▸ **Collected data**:
_ _ _ _ _ _ _
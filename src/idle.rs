//! 空闲批处理存储模块 (Idle-Batch Store Module)
//!
//! 空闲回调没有目标时刻，因此准入是无条件的：所有请求都进入唯一打开的批次，
//! 整个批次共享一个底层平台空闲注册。句柄是跨批次单调递增的计数器，
//! 永不复用。
//! (Idle callbacks have no target time, so admission is unconditional: every
//! request lands in the single open batch, and the whole batch shares one
//! underlying platform idle registration. Handles are a counter that increases
//! monotonically across batches and is never reused)

use crate::callback::{run_isolated, CallbackWrapper};
use crate::clock::{IdleFire, PlatformClock, PlatformIdleId};
use crate::config::IdleConfig;
use crate::diag::DiagCounters;
use crate::handle::IdleHandle;
use parking_lot::Mutex;
use std::sync::Arc;

/// 唯一打开的空闲批次 (The single open idle batch)
///
/// 不变式：`live` 等于非空槽位数；`start_offset` 累计所有已触发批次的长度，
/// 保证句柄全局唯一。
/// (Invariants: `live` equals the count of non-null slots; `start_offset`
/// accumulates the lengths of all previously flushed batches, keeping handles
/// globally unique)
struct IdleBatch {
    pending: Vec<Option<CallbackWrapper>>,
    live: usize,
    start_offset: u64,
    platform_id: Option<PlatformIdleId>,
}

/// 空闲批处理存储 (Idle-Batch Store)
#[derive(Clone)]
pub(crate) struct IdleBatchStore {
    clock: Arc<dyn PlatformClock>,
    counters: Arc<DiagCounters>,
    config: IdleConfig,
    batch: Arc<Mutex<IdleBatch>>,
}

impl IdleBatchStore {
    pub(crate) fn new(
        clock: Arc<dyn PlatformClock>,
        config: IdleConfig,
        counters: Arc<DiagCounters>,
    ) -> Self {
        Self {
            clock,
            counters,
            config,
            batch: Arc::new(Mutex::new(IdleBatch {
                pending: Vec::new(),
                live: 0,
                start_offset: 0,
                platform_id: None,
            })),
        }
    }

    /// 注册一个空闲回调，返回跨批次严格递增的句柄
    /// (Register an idle callback, returning a handle that is strictly
    /// increasing across batches)
    ///
    /// 如果当前没有未触发的平台空闲注册则注册一个；同一批次的后续请求只是
    /// 追加槽位。
    /// (Registers a platform idle callback if none is outstanding; further
    /// requests in the same batch only append slots)
    pub(crate) fn request_idle(&self, callback: CallbackWrapper) -> IdleHandle {
        let mut batch = self.batch.lock();

        let handle = IdleHandle(batch.start_offset + batch.pending.len() as u64);
        batch.pending.push(Some(callback));
        batch.live += 1;

        if batch.platform_id.is_none() {
            let fire = self.batch_fire();
            // 注册在持锁状态下进行：触发闭包需要先拿到批次锁，因此不可能在
            // platform_id 写入之前执行
            // (Registration happens under the lock: the fire closure must take
            // the batch lock first, so it cannot run before platform_id is set)
            let platform_id = self.clock.request_idle(fire);
            batch.platform_id = Some(platform_id);
            tracing::trace!(handle = handle.as_u64(), "opened new idle batch");
        }

        handle
    }

    /// 取消一个空闲回调 (Cancel an idle callback)
    ///
    /// 批次已触发或句柄过期时静默无操作并返回 false。存活计数归零时的行为由
    /// `IdleConfig::cancel_platform_when_empty` 决定：取消底层注册，或让它在
    /// 空批次上无害地触发（默认）。
    /// (Silently no-ops, returning false, when the batch already fired or the
    /// handle is stale. Behavior at zero live count is decided by
    /// `IdleConfig::cancel_platform_when_empty`: cancel the underlying
    /// registration, or let it fire harmlessly on the empty batch — the
    /// default)
    pub(crate) fn cancel_idle(&self, handle: IdleHandle) -> bool {
        let cancelled_registration = {
            let mut batch = self.batch.lock();

            let Some(index) = handle.0.checked_sub(batch.start_offset) else {
                return false;
            };
            let index = index as usize;
            match batch.pending.get_mut(index) {
                Some(entry) if entry.is_some() => *entry = None,
                _ => return false,
            }
            batch.live -= 1;
            self.counters.record_cancel();

            if batch.live == 0 && self.config.cancel_platform_when_empty {
                batch.platform_id.take()
            } else {
                None
            }
        };

        if let Some(platform_id) = cancelled_registration {
            self.clock.cancel_idle(platform_id);
            tracing::trace!("cancelled platform idle registration for emptied batch");
        }
        true
    }

    /// 当前批次中的存活回调数量 (Live callbacks in the current batch)
    pub(crate) fn live_count(&self) -> usize {
        self.batch.lock().live
    }

    /// 构造批次的平台触发闭包 (Build the batch's platform fire closure)
    ///
    /// 捕获-交换-执行：持锁时取出整个批次、推进偏移量并换入空批次，然后在
    /// 锁外按顺序执行捕获的回调。执行中的回调再调用 `request_idle` 会落入
    /// 新批次，而不是正在执行的这个（重入安全）。
    /// (Capture-then-swap-then-run: under the lock the whole batch is taken,
    /// the offset advanced, and a fresh empty batch swapped in; only then are
    /// the captured callbacks run in order, outside the lock. A running
    /// callback calling `request_idle` lands in the new batch, not the one
    /// currently executing — reentrancy safe)
    fn batch_fire(&self) -> IdleFire {
        let shared = Arc::clone(&self.batch);
        let counters = Arc::clone(&self.counters);
        Box::new(move || {
            Box::pin(async move {
                let captured = {
                    let mut batch = shared.lock();
                    batch.platform_id = None;
                    let captured = std::mem::take(&mut batch.pending);
                    batch.start_offset += captured.len() as u64;
                    batch.live = 0;
                    captured
                };
                tracing::trace!(captured = captured.len(), "idle batch firing");
                for callback in captured.into_iter().flatten() {
                    if !run_isolated(&callback).await {
                        counters.record_callback_failure();
                    }
                }
            })
        })
    }
}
_ _ _ _ _ _ _
▸ **WHAT THE TASK REQUIRES**: Your answer consists solely of the lines from the top of the records above through the line that contains "is never reused)", each echoed exactly.

▸ **OUTPUT OF THE TASK**:
filename src/idle.rs
//! 空闲批处理存储模块 (Idle-Batch Store Module)
//!
//! 空闲回调没有目标时刻，因此准入是无条件的：所有请求都进入唯一打开的批次，
//! 整个批次共享一个底层平台空闲注册。句柄是跨批次单调递增的计数器，
//! 永不复用。
//! (Idle callbacks have no target time, so admission is unconditional: every
//! request lands in the single open batch, and the whole batch shares one
//! underlying platform idle registration. Handles are a counter that increases
//! monotonically across batches and is never reused)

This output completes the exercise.